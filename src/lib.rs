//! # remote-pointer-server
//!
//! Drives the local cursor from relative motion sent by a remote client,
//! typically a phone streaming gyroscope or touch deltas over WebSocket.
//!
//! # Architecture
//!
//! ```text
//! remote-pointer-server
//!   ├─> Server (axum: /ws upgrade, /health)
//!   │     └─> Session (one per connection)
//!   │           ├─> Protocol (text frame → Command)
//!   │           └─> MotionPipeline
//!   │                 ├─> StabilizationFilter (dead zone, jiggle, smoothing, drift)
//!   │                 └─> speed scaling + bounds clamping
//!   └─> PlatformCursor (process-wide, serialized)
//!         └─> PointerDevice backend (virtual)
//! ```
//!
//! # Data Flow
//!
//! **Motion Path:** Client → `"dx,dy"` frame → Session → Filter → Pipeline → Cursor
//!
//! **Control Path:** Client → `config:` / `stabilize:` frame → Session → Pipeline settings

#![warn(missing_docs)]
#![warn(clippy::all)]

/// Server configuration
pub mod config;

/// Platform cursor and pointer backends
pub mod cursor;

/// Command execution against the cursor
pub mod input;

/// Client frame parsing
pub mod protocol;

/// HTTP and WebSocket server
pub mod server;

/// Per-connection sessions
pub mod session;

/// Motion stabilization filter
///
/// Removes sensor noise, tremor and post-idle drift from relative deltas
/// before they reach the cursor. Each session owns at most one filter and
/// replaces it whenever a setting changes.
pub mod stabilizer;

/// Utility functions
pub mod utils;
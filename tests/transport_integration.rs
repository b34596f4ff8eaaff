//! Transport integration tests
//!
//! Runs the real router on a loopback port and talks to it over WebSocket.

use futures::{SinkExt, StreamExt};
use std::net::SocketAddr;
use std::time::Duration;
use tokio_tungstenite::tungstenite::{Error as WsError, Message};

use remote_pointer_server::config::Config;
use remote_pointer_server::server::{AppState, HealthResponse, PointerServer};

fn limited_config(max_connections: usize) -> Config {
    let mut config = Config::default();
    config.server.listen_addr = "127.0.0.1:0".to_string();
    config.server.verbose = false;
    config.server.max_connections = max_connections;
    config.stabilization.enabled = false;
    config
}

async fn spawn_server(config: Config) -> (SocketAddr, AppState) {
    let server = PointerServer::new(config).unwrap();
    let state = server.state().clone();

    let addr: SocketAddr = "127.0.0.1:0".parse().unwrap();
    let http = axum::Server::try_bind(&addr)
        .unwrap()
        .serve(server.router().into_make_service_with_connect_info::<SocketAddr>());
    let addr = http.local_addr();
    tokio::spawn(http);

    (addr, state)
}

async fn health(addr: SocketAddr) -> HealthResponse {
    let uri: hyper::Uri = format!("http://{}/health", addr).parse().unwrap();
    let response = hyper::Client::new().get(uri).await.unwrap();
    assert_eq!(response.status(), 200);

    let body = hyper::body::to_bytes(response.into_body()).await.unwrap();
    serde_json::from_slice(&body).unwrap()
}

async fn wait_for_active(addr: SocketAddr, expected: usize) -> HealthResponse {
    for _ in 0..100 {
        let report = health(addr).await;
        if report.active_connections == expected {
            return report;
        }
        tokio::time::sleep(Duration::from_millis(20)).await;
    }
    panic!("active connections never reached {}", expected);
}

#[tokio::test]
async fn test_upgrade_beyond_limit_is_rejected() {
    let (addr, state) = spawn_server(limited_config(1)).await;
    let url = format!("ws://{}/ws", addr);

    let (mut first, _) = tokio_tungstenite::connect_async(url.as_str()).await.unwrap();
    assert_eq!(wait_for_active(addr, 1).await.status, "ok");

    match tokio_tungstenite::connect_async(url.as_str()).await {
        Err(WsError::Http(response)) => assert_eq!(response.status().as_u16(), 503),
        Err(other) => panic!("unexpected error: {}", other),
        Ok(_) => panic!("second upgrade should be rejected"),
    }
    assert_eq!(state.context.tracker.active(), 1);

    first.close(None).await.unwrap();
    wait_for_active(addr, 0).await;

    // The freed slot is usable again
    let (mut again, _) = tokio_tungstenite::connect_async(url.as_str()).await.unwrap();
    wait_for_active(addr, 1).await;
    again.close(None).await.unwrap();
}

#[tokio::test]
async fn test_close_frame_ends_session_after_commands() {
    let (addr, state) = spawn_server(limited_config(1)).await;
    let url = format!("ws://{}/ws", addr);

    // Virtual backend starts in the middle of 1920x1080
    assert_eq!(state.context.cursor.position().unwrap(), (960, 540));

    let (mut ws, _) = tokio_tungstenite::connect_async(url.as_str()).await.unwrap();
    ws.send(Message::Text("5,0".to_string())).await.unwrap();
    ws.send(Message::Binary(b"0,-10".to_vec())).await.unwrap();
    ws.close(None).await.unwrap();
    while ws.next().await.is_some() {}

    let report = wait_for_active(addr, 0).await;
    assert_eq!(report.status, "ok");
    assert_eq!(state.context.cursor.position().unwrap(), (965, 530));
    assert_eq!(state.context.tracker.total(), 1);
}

_ _ _

*WHAT NEEDS TO BE DONE:*
Your answer should be the lines of the listing above between the line holding "# Data Flow" and the line holding "fn limited_config(max_connections: usize)", inclusive, restated word for word and alone.

*EXERCISE ANSWER:*
//! # Data Flow
//!
//! **Motion Path:** Client → `"dx,dy"` frame → Session → Filter → Pipeline → Cursor
//!
//! **Control Path:** Client → `config:` / `stabilize:` frame → Session → Pipeline settings

#![warn(missing_docs)]
#![warn(clippy::all)]

/// Server configuration
pub mod config;

/// Platform cursor and pointer backends
pub mod cursor;

/// Command execution against the cursor
pub mod input;

/// Client frame parsing
pub mod protocol;

/// HTTP and WebSocket server
pub mod server;

/// Per-connection sessions
pub mod session;

/// Motion stabilization filter
///
/// Removes sensor noise, tremor and post-idle drift from relative deltas
/// before they reach the cursor. Each session owns at most one filter and
/// replaces it whenever a setting changes.
pub mod stabilizer;

/// Utility functions
pub mod utils;
filename tests/transport_integration.rs
repository b34596f4ff8eaaff
//! Transport integration tests
//!
//! Runs the real router on a loopback port and talks to it over WebSocket.

use futures::{SinkExt, StreamExt};
use std::net::SocketAddr;
use std::time::Duration;
use tokio_tungstenite::tungstenite::{Error as WsError, Message};

use remote_pointer_server::config::Config;
use remote_pointer_server::server::{AppState, HealthResponse, PointerServer};

fn limited_config(max_connections: usize) -> Config {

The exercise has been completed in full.